State how many lines in the following entries contain the word "decide". No other output.
▬▬▬▬▬▬▬▬▬▬
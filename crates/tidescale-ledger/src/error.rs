//! Error types for the resource ledger.

use thiserror::Error;

/// Result type alias for ledger operations.
pub type LedgerResult<T> = Result<T, LedgerError>;

/// Errors that can occur during ledger operations.
#[derive(Debug, Error)]
pub enum LedgerError {
    #[error("failed to open database: {0}")]
    Open(String),

    #[error("transaction error: {0}")]
    Transaction(String),

    #[error("table error: {0}")]
    Table(String),

    #[error("read error: {0}")]
    Read(String),

    #[error("write error: {0}")]
    Write(String),

    #[error("serialization error: {0}")]
    Serialize(String),

    #[error("deserialization error: {0}")]
    Deserialize(String),
}
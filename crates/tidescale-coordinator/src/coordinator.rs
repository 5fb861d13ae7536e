//! Bandwidth coordinator client.
//!
//! The coordinator reports per-node read/write rates and enforces per-node
//! bandwidth limits, either in bulk by label selector or node by node.

use std::collections::BTreeMap;
use std::time::Duration;

use http::Method;
use serde::{Deserialize, Deserializer, Serialize};
use tracing::{debug, info};

use tidescale_core::{
    BandwidthLimit, BoxFuture, CollabResult, CollaboratorError, MetricsSource, NodeId, NodeRates,
    RawRates,
};

use crate::transport::HttpClient;

const NODE_RATES_PATH: &str = "/util";
const SET_BATCH_LIMIT_PATH: &str = "/setbatchpod";
const SET_NODE_LIMITS_PATH: &str = "/setonepod";

/// One node's rates or limits on the wire.
#[derive(Debug, Clone, PartialEq, Serialize, Deserialize)]
pub struct InstanceRates {
    pub name: String,
    #[serde(deserialize_with = "string_or_number")]
    pub read: String,
    #[serde(deserialize_with = "string_or_number")]
    pub write: String,
}

#[derive(Debug, Deserialize)]
struct NodeStatusResponse {
    #[serde(default)]
    instances: Vec<InstanceRates>,
    #[serde(default)]
    code: i32,
    #[serde(default)]
    message: String,
}

#[derive(Debug, Serialize)]
struct BatchLimitRequest<'a> {
    namespace: &'a str,
    tag: &'a str,
    val: &'a str,
    read: &'a str,
    write: &'a str,
}

#[derive(Debug, Serialize)]
struct NodeLimitsRequest<'a> {
    namespace: &'a str,
    requests: &'a [InstanceRates],
}

#[derive(Debug, Deserialize)]
struct LimitResponse {
    code: i32,
    #[serde(default)]
    message: String,
}

/// Client for the bandwidth coordinator.
#[derive(Debug, Clone)]
pub struct CoordinatorClient {
    http: HttpClient,
}

impl CoordinatorClient {
    pub fn new(address: impl Into<String>, timeout: Duration) -> Self {
        Self {
            http: HttpClient::new(address, timeout),
        }
    }

    /// Current read/write rates for every storage node.
    pub async fn fetch_node_rates(&self) -> CollabResult<NodeRates> {
        let status: NodeStatusResponse = self.http.get_json(NODE_RATES_PATH).await?;
        if status.code != 0 {
            return Err(CollaboratorError::Rejected(format!(
                "node status code {}: {}",
                status.code, status.message
            )));
        }
        let rates: NodeRates = status
            .instances
            .into_iter()
            .map(|i| (i.name, RawRates::new(i.read, i.write)))
            .collect();
        debug!(nodes = rates.len(), "fetched node rates");
        Ok(rates)
    }

    /// Apply one limit to every node matching `tag=val`.
    pub async fn set_batch_limit(
        &self,
        namespace: &str,
        tag: &str,
        val: &str,
        limit: &BandwidthLimit,
    ) -> CollabResult<()> {
        let request = BatchLimitRequest {
            namespace,
            tag,
            val,
            read: &limit.read,
            write: &limit.write,
        };
        let resp: LimitResponse = self
            .http
            .send_json(Method::POST, SET_BATCH_LIMIT_PATH, &request)
            .await?;
        check_limit_response("batch", resp)?;
        info!(%tag, %val, read = %limit.read, write = %limit.write, "batch limit applied");
        Ok(())
    }

    /// Apply an individual limit to each named node.
    pub async fn set_node_limits(
        &self,
        namespace: &str,
        limits: &BTreeMap<NodeId, BandwidthLimit>,
    ) -> CollabResult<()> {
        let requests: Vec<InstanceRates> = limits
            .iter()
            .map(|(name, limit)| InstanceRates {
                name: name.clone(),
                read: limit.read.clone(),
                write: limit.write.clone(),
            })
            .collect();
        let request = NodeLimitsRequest {
            namespace,
            requests: &requests,
        };
        let resp: LimitResponse = self
            .http
            .send_json(Method::POST, SET_NODE_LIMITS_PATH, &request)
            .await?;
        check_limit_response("per-node", resp)?;
        info!(nodes = requests.len(), "per-node limits applied");
        Ok(())
    }
}

impl MetricsSource for CoordinatorClient {
    fn node_rates(&self) -> BoxFuture<'_, CollabResult<NodeRates>> {
        Box::pin(self.fetch_node_rates())
    }
}

fn check_limit_response(kind: &str, resp: LimitResponse) -> CollabResult<()> {
    if resp.code != 0 {
        return Err(CollaboratorError::Rejected(format!(
            "{kind} limit code {}: {}",
            resp.code, resp.message
        )));
    }
    Ok(())
}

/// Accept `"12.5"` or `12.5` for a rate field.
fn string_or_number<'de, D: Deserializer<'de>>(deserializer: D) -> Result<String, D::Error> {
    match serde_json::Value::deserialize(deserializer)? {
        serde_json::Value::String(s) => Ok(s),
        serde_json::Value::Number(n) => Ok(n.to_string()),
        serde_json::Value::Null => Ok(String::new()),
        other => Err(serde::de::Error::custom(format!(
            "expected rate string or number, got {other}"
        ))),
    }
}

#[cfg(test)]
mod tests {
    use super::*;
    use std::sync::{Arc, Mutex};

    use axum::extract::State;
    use axum::routing::{get, post};
    use axum::{Json, Router};
    use serde_json::{Value, json};

    use crate::testing::serve;

    type Captured = Arc<Mutex<Vec<Value>>>;

    async fn capture(State(captured): State<Captured>, Json(body): Json<Value>) -> Json<Value> {
        captured.lock().unwrap().push(body);
        Json(json!({"code": 0, "message": "ok"}))
    }

    fn client(address: String) -> CoordinatorClient {
        CoordinatorClient::new(address, Duration::from_secs(2))
    }

    #[tokio::test]
    async fn fetch_node_rates_maps_instances() {
        let router = Router::new().route(
            NODE_RATES_PATH,
            get(|| async {
                Json(json!({
                    "instances": [
                        {"name": "tikv-0", "read": "12.5", "write": "3"},
                        {"name": "tikv-1", "read": 7, "write": "n/a"}
                    ],
                    "code": 0,
                    "message": ""
                }))
            }),
        );
        let rates = client(serve(router).await).fetch_node_rates().await.unwrap();

        assert_eq!(rates.len(), 2);
        assert_eq!(rates["tikv-0"], RawRates::new("12.5", "3"));
        assert_eq!(rates["tikv-1"], RawRates::new("7", "n/a"));
    }

    #[tokio::test]
    async fn nonzero_status_code_is_rejected() {
        let router = Router::new().route(
            NODE_RATES_PATH,
            get(|| async { Json(json!({"instances": [], "code": 3, "message": "busy"})) }),
        );
        let err = client(serve(router).await)
            .fetch_node_rates()
            .await
            .unwrap_err();
        assert!(matches!(err, CollaboratorError::Rejected(msg) if msg.contains("busy")));
    }

    #[tokio::test]
    async fn set_batch_limit_posts_selector_and_limit() {
        let captured = Captured::default();
        let router = Router::new()
            .route(SET_BATCH_LIMIT_PATH, post(capture))
            .with_state(captured.clone());
        let coordinator = client(serve(router).await);

        coordinator
            .set_batch_limit(
                "default",
                "app.kubernetes.io/component",
                "tikv",
                &BandwidthLimit::from_mbps(90.0),
            )
            .await
            .unwrap();

        let bodies = captured.lock().unwrap();
        assert_eq!(bodies.len(), 1);
        assert_eq!(bodies[0]["tag"], "app.kubernetes.io/component");
        assert_eq!(bodies[0]["val"], "tikv");
        assert_eq!(bodies[0]["read"], "90");
        assert_eq!(bodies[0]["write"], "90");
    }

    #[tokio::test]
    async fn set_batch_limit_rejection_surfaces() {
        let router = Router::new().route(
            SET_BATCH_LIMIT_PATH,
            post(|| async { Json(json!({"code": 1, "message": "no such label"})) }),
        );
        let err = client(serve(router).await)
            .set_batch_limit("default", "app", "none", &BandwidthLimit::from_mbps(10.0))
            .await
            .unwrap_err();
        assert!(matches!(err, CollaboratorError::Rejected(_)));
    }

    #[tokio::test]
    async fn set_node_limits_sends_each_node() {
        let captured = Captured::default();
        let router = Router::new()
            .route(SET_NODE_LIMITS_PATH, post(capture))
            .with_state(captured.clone());
        let coordinator = client(serve(router).await);

        let mut limits = BTreeMap::new();
        limits.insert("tikv-0".to_string(), BandwidthLimit::from_mbps(10.0));
        limits.insert("tikv-1".to_string(), BandwidthLimit::from_mbps(20.0));
        coordinator.set_node_limits("default", &limits).await.unwrap();

        let bodies = captured.lock().unwrap();
        assert_eq!(bodies[0]["namespace"], "default");
        assert_eq!(bodies[0]["requests"][0]["name"], "tikv-0");
        assert_eq!(bodies[0]["requests"][1]["read"], "20");
    }

    #[tokio::test]
    async fn metrics_source_trait_delegates() {
        let router = Router::new().route(
            NODE_RATES_PATH,
            get(|| async {
                Json(json!({"instances": [{"name": "a", "read": "1", "write": "2"}], "code": 0}))
            }),
        );
        let source: Arc<dyn MetricsSource> = Arc::new(client(serve(router).await));
        assert_eq!(source.node_rates().await.unwrap().len(), 1);
    }
}
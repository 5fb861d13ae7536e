//! Periodic driver for an [`Engine`].
//!
//! Each epoch dispatches two independent tasks: the decision tick and the
//! ledger report. Both go through one `tokio::sync::Mutex`, whose FIFO
//! fairness keeps ticks causally ordered even when one outlives its epoch.
//! The settle delay after a scale-out is a separate timer task, so the
//! schedule never stalls behind it.

use std::sync::Arc;
use std::time::Duration;

use tokio::sync::{Mutex, watch};
use tokio::time::MissedTickBehavior;
use tracing::{debug, info, warn};

use tidescale_core::{EngineStatus, LedgerKeys, ResourceLedger};

use crate::engine::{Engine, TickReport};

/// The engine behind its single mutual-exclusion boundary.
pub type SharedEngine = Arc<Mutex<Box<dyn Engine>>>;

pub struct Runner {
    engine: SharedEngine,
    ledger: Arc<dyn ResourceLedger>,
    keys: LedgerKeys,
    epoch: Duration,
    settle_delay: Duration,
    status_tx: watch::Sender<EngineStatus>,
}

impl Runner {
    pub fn new(engine: Box<dyn Engine>, ledger: Arc<dyn ResourceLedger>) -> Self {
        let config = engine.config();
        let keys = config.ledger_keys.clone();
        let epoch = config.epoch;
        let settle_delay = config.settle_delay;
        let (status_tx, _) = watch::channel(engine.status());
        Self {
            engine: Arc::new(Mutex::new(engine)),
            ledger,
            keys,
            epoch,
            settle_delay,
            status_tx,
        }
    }

    /// Status snapshots, updated after every tick and every settle.
    pub fn subscribe(&self) -> watch::Receiver<EngineStatus> {
        self.status_tx.subscribe()
    }

    pub fn engine(&self) -> SharedEngine {
        self.engine.clone()
    }

    /// Tick every epoch until `shutdown` changes. In-flight tasks are left
    /// to finish on their own.
    pub async fn run(&self, mut shutdown: watch::Receiver<bool>) {
        let mut interval = tokio::time::interval(self.epoch);
        interval.set_missed_tick_behavior(MissedTickBehavior::Delay);
        // The first tick completes immediately; decisions start one epoch in.
        interval.tick().await;

        let variant = self.engine.lock().await.variant();
        info!(%variant, epoch_ms = self.epoch.as_millis() as u64, "autoscaler started");

        loop {
            tokio::select! {
                _ = interval.tick() => self.dispatch(),
                _ = shutdown.changed() => {
                    info!("autoscaler shutting down");
                    break;
                }
            }
        }
    }

    /// Spawn this epoch's decision and report tasks.
    pub fn dispatch(&self) {
        tokio::spawn(decide(
            self.engine.clone(),
            self.status_tx.clone(),
            self.settle_delay,
        ));
        tokio::spawn(report_resources(
            self.engine.clone(),
            self.ledger.clone(),
            self.keys.clone(),
        ));
    }

    /// Run one decision tick and one report inline.
    pub async fn tick_once(&self) -> TickReport {
        let report = decide(self.engine.clone(), self.status_tx.clone(), self.settle_delay).await;
        report_resources(self.engine.clone(), self.ledger.clone(), self.keys.clone()).await;
        report
    }
}

async fn decide(
    engine: SharedEngine,
    status_tx: watch::Sender<EngineStatus>,
    settle_delay: Duration,
) -> TickReport {
    let mut guard = engine.lock().await;
    let report = guard.tick().await;
    status_tx.send_replace(guard.status());
    drop(guard);

    if report.scaled_out {
        debug!(delay_ms = settle_delay.as_millis() as u64, "scheduling scale-out settle");
        tokio::spawn(settle(engine, status_tx, settle_delay));
    }
    report
}

/// Deferred half of a scale-out: wait for new nodes to join, then push the
/// ceiling to all of them.
async fn settle(engine: SharedEngine, status_tx: watch::Sender<EngineStatus>, delay: Duration) {
    tokio::time::sleep(delay).await;
    let mut guard = engine.lock().await;
    guard.finish_scale_out().await;
    status_tx.send_replace(guard.status());
}

/// Write the current ledger values. Failures are logged and dropped.
pub async fn report_resources(
    engine: SharedEngine,
    ledger: Arc<dyn ResourceLedger>,
    keys: LedgerKeys,
) {
    let entry = engine.lock().await.ledger();
    let allocation = entry.allocation_report().to_string();
    let resource_time = entry.resource_time_gb().to_string();

    if let Err(e) = ledger.put(&keys.allocation, &allocation).await {
        warn!(key = %keys.allocation, error = %e, "ledger write failed");
    }
    if let Err(e) = ledger.put(&keys.resource_time, &resource_time).await {
        warn!(key = %keys.resource_time, error = %e, "ledger write failed");
    }
    debug!(%allocation, %resource_time, "resources reported");
}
▬▬▬▬▬▬▬▬▬▬
## Task response:
3